[Data extract]
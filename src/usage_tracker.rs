use std::sync::Arc;

use chrono::{Duration, NaiveDate, NaiveDateTime};
use dashmap::DashMap;
use serde::{Deserialize, Serialize};

use crate::clock::{Clock, SystemClock};
use crate::usage_record::UsageRecord;

pub const DEFAULT_MAX_CALLS_PER_DAY: u32 = 5;
pub const DEFAULT_RETENTION_DAYS: u32 = 2;

/// Limits applied by the [`UsageTracker`].
#[derive(Debug, Clone, Copy, PartialEq, Eq, Serialize, Deserialize)]
pub struct QuotaPolicy {
    pub max_calls_per_day: u32,
    /// Records whose reset date is older than this many days are swept.
    pub retention_days: u32,
}

impl Default for QuotaPolicy {
    fn default() -> Self {
        Self {
            max_calls_per_day: DEFAULT_MAX_CALLS_PER_DAY,
            retention_days: DEFAULT_RETENTION_DAYS,
        }
    }
}

/// Read-only projection of a usage record, taken after rollover.
#[derive(Debug, Clone, PartialEq, Eq, Serialize, Deserialize)]
#[serde(rename_all = "camelCase")]
pub struct UsageSnapshot {
    pub current_usage: u32,
    pub remaining_calls: u32,
    pub max_calls: u32,
    pub can_make_call: bool,
    pub reset_date: NaiveDate,
    pub last_call_time: NaiveDateTime,
}

impl UsageSnapshot {
    fn of(record: &UsageRecord, max_calls: u32) -> Self {
        Self {
            current_usage: record.call_count,
            remaining_calls: record.remaining(max_calls),
            max_calls,
            can_make_call: record.has_capacity(max_calls),
            reset_date: record.reset_date,
            last_call_time: record.last_call_time,
        }
    }
}

/// In-memory, per-identifier daily call counter.
///
/// Each identifier's read-modify-write runs under that entry's shard guard,
/// so concurrent calls for one identifier never lose an increment while
/// unrelated identifiers proceed independently. Nothing is persisted.
pub struct UsageTracker {
    records: DashMap<String, UsageRecord>,
    policy: QuotaPolicy,
    clock: Arc<dyn Clock>,
}

impl UsageTracker {
    pub fn new(policy: QuotaPolicy) -> Self {
        Self::with_clock(policy, Arc::new(SystemClock))
    }

    pub fn with_clock(policy: QuotaPolicy, clock: Arc<dyn Clock>) -> Self {
        Self {
            records: DashMap::new(),
            policy,
            clock,
        }
    }

    pub fn policy(&self) -> QuotaPolicy {
        self.policy
    }

    /// True while today's call count is below the daily limit.
    pub fn is_allowed(&self, identifier: &str) -> bool {
        let max_calls = self.policy.max_calls_per_day;
        self.with_record(identifier, |record| record.has_capacity(max_calls))
    }

    /// Charge one call to `identifier` and return the resulting snapshot.
    pub fn record_usage(&self, identifier: &str) -> UsageSnapshot {
        let now = self.clock.now();
        let max_calls = self.policy.max_calls_per_day;
        let snapshot = self.with_record(identifier, |record| {
            record.record_call(now);
            UsageSnapshot::of(record, max_calls)
        });

        tracing::info!(
            client_id = %identifier,
            current_usage = snapshot.current_usage,
            max_calls = max_calls,
            "Usage recorded"
        );
        snapshot
    }

    /// Charge one call only if the identifier is under its limit. The check
    /// and the increment happen under one entry guard, so parallel callers
    /// can never push the count past the limit. `Err` carries the unchanged
    /// snapshot.
    pub fn try_record_usage(&self, identifier: &str) -> Result<UsageSnapshot, UsageSnapshot> {
        let now = self.clock.now();
        let max_calls = self.policy.max_calls_per_day;
        let outcome = self.with_record(identifier, |record| {
            if !record.has_capacity(max_calls) {
                return Err(UsageSnapshot::of(record, max_calls));
            }
            record.record_call(now);
            Ok(UsageSnapshot::of(record, max_calls))
        });

        if let Ok(snapshot) = &outcome {
            tracing::info!(
                client_id = %identifier,
                current_usage = snapshot.current_usage,
                max_calls = max_calls,
                "Usage recorded"
            );
        }
        outcome
    }

    pub fn usage_info(&self, identifier: &str) -> UsageSnapshot {
        let max_calls = self.policy.max_calls_per_day;
        self.with_record(identifier, |record| UsageSnapshot::of(record, max_calls))
    }

    /// Drop every record whose reset date is older than the retention window.
    /// Returns the number of records removed.
    pub fn cleanup(&self) -> usize {
        let cutoff = self.clock.today() - Duration::days(i64::from(self.policy.retention_days));
        let before = self.records.len();

        self.records.retain(|_, record| !record.is_expired(cutoff));

        let removed = before.saturating_sub(self.records.len());
        if removed > 0 {
            tracing::info!(removed, %cutoff, "Cleaned up old usage records");
        }
        removed
    }

    pub fn tracked_identifiers(&self) -> usize {
        self.records.len()
    }

    /// Run `f` on the identifier's record with the shard guard held, creating
    /// the record on first use and applying the day-rollover rule first.
    fn with_record<T>(&self, identifier: &str, f: impl FnOnce(&mut UsageRecord) -> T) -> T {
        let now = self.clock.now();
        let today = self.clock.today();

        let mut entry = self
            .records
            .entry(identifier.to_string())
            .or_insert_with(|| UsageRecord::new(identifier, now));

        if entry.reset_date != today {
            tracing::debug!(
                client_id = %identifier,
                previous = %entry.reset_date,
                %today,
                "Resetting daily usage"
            );
            let rolled = entry.rolled_over(today);
            *entry = rolled;
        }

        f(entry.value_mut())
    }
}

impl Default for UsageTracker {
    fn default() -> Self {
        Self::new(QuotaPolicy::default())
    }
}
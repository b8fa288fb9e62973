// Bid Ledger - Core Library
// Exposes the load/normalize/sort engine for use in the CLI, the TUI and tests

pub mod loader;
pub mod model;
pub mod normalize;
pub mod persist;
pub mod sort;

// Re-export commonly used types
pub use loader::{load_bids, CsvSource, LoadOutcome, TabularSource};
pub use model::{columns, Bid};
pub use normalize::normalize_amount;
pub use persist::append_bid;
pub use sort::{partition, quick_sort, quick_sort_range, selection_sort};

/// Library version
pub const VERSION: &str = env!("CARGO_PKG_VERSION");
// Sort engines - selection sort and Hoare-partition quicksort over bid title

use crate::model::Bid;

/// In-place selection sort over `title`.
///
/// Θ(n²) comparisons regardless of input order, at most n-1 swaps. The
/// leftmost of equal minimum titles wins, so runs of equal keys keep their
/// relative order in practice, though no stability guarantee is made.
/// Lengths 0 and 1 are no-ops.
pub fn selection_sort(bids: &mut [Bid]) {
    let size = bids.len();
    if size < 2 {
        return;
    }

    for pos in 0..size - 1 {
        let mut min_index = pos;

        for j in pos + 1..size {
            if bids[j].title < bids[min_index].title {
                min_index = j;
            }
        }

        if min_index != pos {
            bids.swap(pos, min_index);
        }
    }
}

/// Partition the inclusive range `[begin, end]` around the title of the
/// lower-middle element and return the last index of the low partition.
///
/// Hoare scheme: `low` advances over titles below the pivot, `high` retreats
/// over titles above it, out-of-place pairs are swapped. The pivot is
/// captured by value before scanning starts, so a swap that relocates the
/// original pivot element cannot change the comparison target. Because the
/// pivot is drawn from inside the range, each scan stops at the pivot's
/// value at the latest and neither cursor can leave `[begin, end]`.
///
/// Callers must guarantee `begin < end`; `quick_sort_range` enforces that
/// with its base case.
///
/// Postcondition: every title in `[begin, high]` <= pivot and every title in
/// `[high+1, end]` >= pivot, with `high < end`.
pub fn partition(bids: &mut [Bid], begin: usize, end: usize) -> usize {
    let mut low = begin;
    let mut high = end;

    let middle_point = begin + (end - begin) / 2;
    let pivot = bids[middle_point].title.clone();

    loop {
        while bids[low].title < pivot {
            low += 1;
        }
        while pivot < bids[high].title {
            high -= 1;
        }

        // zero or one elements remain between the cursors: done
        if low >= high {
            return high;
        }

        bids.swap(low, high);
        low += 1;
        high -= 1;
    }
}

/// Quicksort the inclusive range `[begin, end]` by title.
///
/// Average O(n log n), worst O(n²) when pivot choices keep landing at a
/// boundary. The left recursion deliberately includes the returned boundary
/// index (`[begin, p]`, not `[begin, p-1]`): `partition` returns the last
/// index of the low half, which may still be out of place relative to the
/// rest of that half. Termination holds because `p < end` always, so both
/// sub-ranges are strictly smaller than `[begin, end]`.
pub fn quick_sort_range(bids: &mut [Bid], begin: usize, end: usize) {
    // empty or singleton range: already sorted
    if begin >= end {
        return;
    }

    let partition_index = partition(bids, begin, end);

    quick_sort_range(bids, begin, partition_index);
    quick_sort_range(bids, partition_index + 1, end);
}

/// Quicksort the whole sequence by title. Lengths 0 and 1 are no-ops.
pub fn quick_sort(bids: &mut [Bid]) {
    if bids.len() > 1 {
        quick_sort_range(bids, 0, bids.len() - 1);
    }
}
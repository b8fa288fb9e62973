// Bid record model + the fixed CSV column layout

use serde::{Deserialize, Serialize};
use std::fmt;

/// Column layout of the monthly-sales CSV.
///
/// The indices are a fixed contract with the data source, not configuration:
/// every reader and writer in this crate goes through these names instead of
/// magic numbers. The source file carries 21 columns; only four of them are
/// meaningful to the ledger, the rest stay empty on append.
pub mod columns {
    /// Auction Title
    pub const TITLE: usize = 0;
    /// Auction ID
    pub const BID_ID: usize = 1;
    /// Winning Bid (currency text, e.g. "$1,234.56")
    pub const WINNING_BID: usize = 4;
    /// Fund
    pub const FUND: usize = 8;
    /// Total columns per row in the source file
    pub const FIELD_COUNT: usize = 21;
}

/// One bid entry from the auction ledger.
///
/// `title` is the sole sort key; both sort engines compare it with plain
/// `String` ordering (code-unit order, case-sensitive). `bid_id` is opaque
/// and not required to be unique. `fund` is carried but never compared.
#[derive(Debug, Clone, Default, PartialEq, Serialize, Deserialize)]
pub struct Bid {
    pub bid_id: String,
    pub title: String,
    pub fund: String,
    /// Normalized winning bid; 0.0 when the source text was unparseable
    pub amount: f64,
}

impl Bid {
    pub fn new(bid_id: String, title: String, fund: String, amount: f64) -> Self {
        Bid {
            bid_id,
            title,
            fund,
            amount,
        }
    }
}

impl fmt::Display for Bid {
    fn fmt(&self, f: &mut fmt::Formatter) -> fmt::Result {
        write!(
            f,
            "Auction ID: {} | Title: {} | Winning Bid: ${:.2} | Fund: {}",
            self.bid_id, self.title, self.amount, self.fund
        )
    }
}

#[cfg(test)]
mod tests {
    use super::*;

    #[test]
    fn test_default_amount_is_zero() {
        let bid = Bid::default();
        assert_eq!(bid.amount, 0.0);
        assert!(bid.title.is_empty());
    }

    #[test]
    fn test_display_formats_amount_two_decimals() {
        let bid = Bid::new(
            "B-1".to_string(),
            "Widget".to_string(),
            "GENFUND".to_string(),
            10.0,
        );
        let rendered = bid.to_string();
        assert_eq!(
            rendered,
            "Auction ID: B-1 | Title: Widget | Winning Bid: $10.00 | Fund: GENFUND"
        );
    }

    #[test]
    fn test_column_layout() {
        assert_eq!(columns::TITLE, 0);
        assert_eq!(columns::BID_ID, 1);
        assert_eq!(columns::WINNING_BID, 4);
        assert_eq!(columns::FUND, 8);
        assert_eq!(columns::FIELD_COUNT, 21);
    }
}
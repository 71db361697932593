use std::sync::atomic::{AtomicUsize, Ordering};
use std::sync::Arc;
use std::time::{Duration, Instant};

use tokio::sync::mpsc::UnboundedSender;
use uuid::Uuid;

use crate::agents::synthesizer::normalize_hint;
use crate::agents::AgentResponse;
use crate::errors::{FailureNotice, ProcessingFailure};
use crate::interaction::Backend;

/// Entry point for dashboard commands. Calls are independent: there is no
/// queue, no dedup and no cancellation, and concurrent calls finish in
/// whatever order their backends answer.
#[derive(Debug, Clone)]
pub struct Orchestrator {
    backend: Backend,
    in_flight: Arc<AtomicUsize>,
    notices: Option<UnboundedSender<FailureNotice>>,
}

struct InFlightGuard {
    counter: Arc<AtomicUsize>,
}

impl InFlightGuard {
    fn enter(counter: &Arc<AtomicUsize>) -> Self {
        counter.fetch_add(1, Ordering::SeqCst);
        Self {
            counter: Arc::clone(counter),
        }
    }
}

impl Drop for InFlightGuard {
    fn drop(&mut self) {
        self.counter.fetch_sub(1, Ordering::SeqCst);
    }
}

impl Orchestrator {
    pub fn new(backend: Backend) -> Self {
        Self {
            backend,
            in_flight: Arc::new(AtomicUsize::new(0)),
            notices: None,
        }
    }

    pub fn with_notice_sink(mut self, sink: UnboundedSender<FailureNotice>) -> Self {
        self.notices = Some(sink);
        self
    }

    pub fn backend(&self) -> &Backend {
        &self.backend
    }

    /// Swaps the backend for later calls. The in-flight counter and notice
    /// sink carry over.
    pub fn replace_backend(&mut self, backend: Backend) {
        tracing::info!(
            from = self.backend.name(),
            to = backend.name(),
            "interaction backend replaced"
        );
        self.backend = backend;
    }

    /// True while at least one call is pending. Callers use it to disable
    /// their own controls; the orchestrator never rejects a call because of it.
    pub fn is_processing(&self) -> bool {
        self.in_flight.load(Ordering::SeqCst) > 0
    }

    pub async fn process_command(
        &self,
        command: &str,
        division_hint: Option<&str>,
        context: Option<&str>,
    ) -> Option<AgentResponse> {
        let _guard = InFlightGuard::enter(&self.in_flight);
        let request_id = Uuid::new_v4().to_string();
        let started = Instant::now();
        let division_hint = normalize_hint(division_hint);

        tracing::info!(
            request_id = %request_id,
            backend = self.backend.name(),
            division_hint = division_hint.unwrap_or("-"),
            has_context = context.is_some(),
            command,
            "command started"
        );

        match self.backend.respond(command, division_hint, context).await {
            Ok(response) => {
                tracing::info!(
                    request_id = %request_id,
                    duration_ms = duration_ms(started.elapsed()),
                    division = %response.division,
                    sentiment = %response.sentiment,
                    cost_incurred = response.cost_incurred,
                    "command completed"
                );
                Some(response)
            }
            Err(failure) => {
                self.report_failure(&request_id, &failure);
                None
            }
        }
    }

    fn report_failure(&self, request_id: &str, failure: &ProcessingFailure) {
        tracing::warn!(request_id, error = %failure, "command failed");

        let Some(sink) = &self.notices else {
            return;
        };
        if sink.send(FailureNotice::from(failure)).is_err() {
            tracing::debug!(request_id, "failure notice dropped; receiver closed");
        }
    }
}

fn duration_ms(elapsed: Duration) -> u64 {
    u64::try_from(elapsed.as_millis()).unwrap_or(u64::MAX)
}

[Assignment]
Please retype, with no changes, the lines that run from the first line of the entries to the line with "an increment while", both ends included.

[Solution for this problem]
filename src/usage_tracker.rs
use std::sync::Arc;

use chrono::{Duration, NaiveDate, NaiveDateTime};
use dashmap::DashMap;
use serde::{Deserialize, Serialize};

use crate::clock::{Clock, SystemClock};
use crate::usage_record::UsageRecord;

pub const DEFAULT_MAX_CALLS_PER_DAY: u32 = 5;
pub const DEFAULT_RETENTION_DAYS: u32 = 2;

/// Limits applied by the [`UsageTracker`].
#[derive(Debug, Clone, Copy, PartialEq, Eq, Serialize, Deserialize)]
pub struct QuotaPolicy {
    pub max_calls_per_day: u32,
    /// Records whose reset date is older than this many days are swept.
    pub retention_days: u32,
}

impl Default for QuotaPolicy {
    fn default() -> Self {
        Self {
            max_calls_per_day: DEFAULT_MAX_CALLS_PER_DAY,
            retention_days: DEFAULT_RETENTION_DAYS,
        }
    }
}

/// Read-only projection of a usage record, taken after rollover.
#[derive(Debug, Clone, PartialEq, Eq, Serialize, Deserialize)]
#[serde(rename_all = "camelCase")]
pub struct UsageSnapshot {
    pub current_usage: u32,
    pub remaining_calls: u32,
    pub max_calls: u32,
    pub can_make_call: bool,
    pub reset_date: NaiveDate,
    pub last_call_time: NaiveDateTime,
}

impl UsageSnapshot {
    fn of(record: &UsageRecord, max_calls: u32) -> Self {
        Self {
            current_usage: record.call_count,
            remaining_calls: record.remaining(max_calls),
            max_calls,
            can_make_call: record.has_capacity(max_calls),
            reset_date: record.reset_date,
            last_call_time: record.last_call_time,
        }
    }
}

/// In-memory, per-identifier daily call counter.
///
/// Each identifier's read-modify-write runs under that entry's shard guard,
/// so concurrent calls for one identifier never lose an increment while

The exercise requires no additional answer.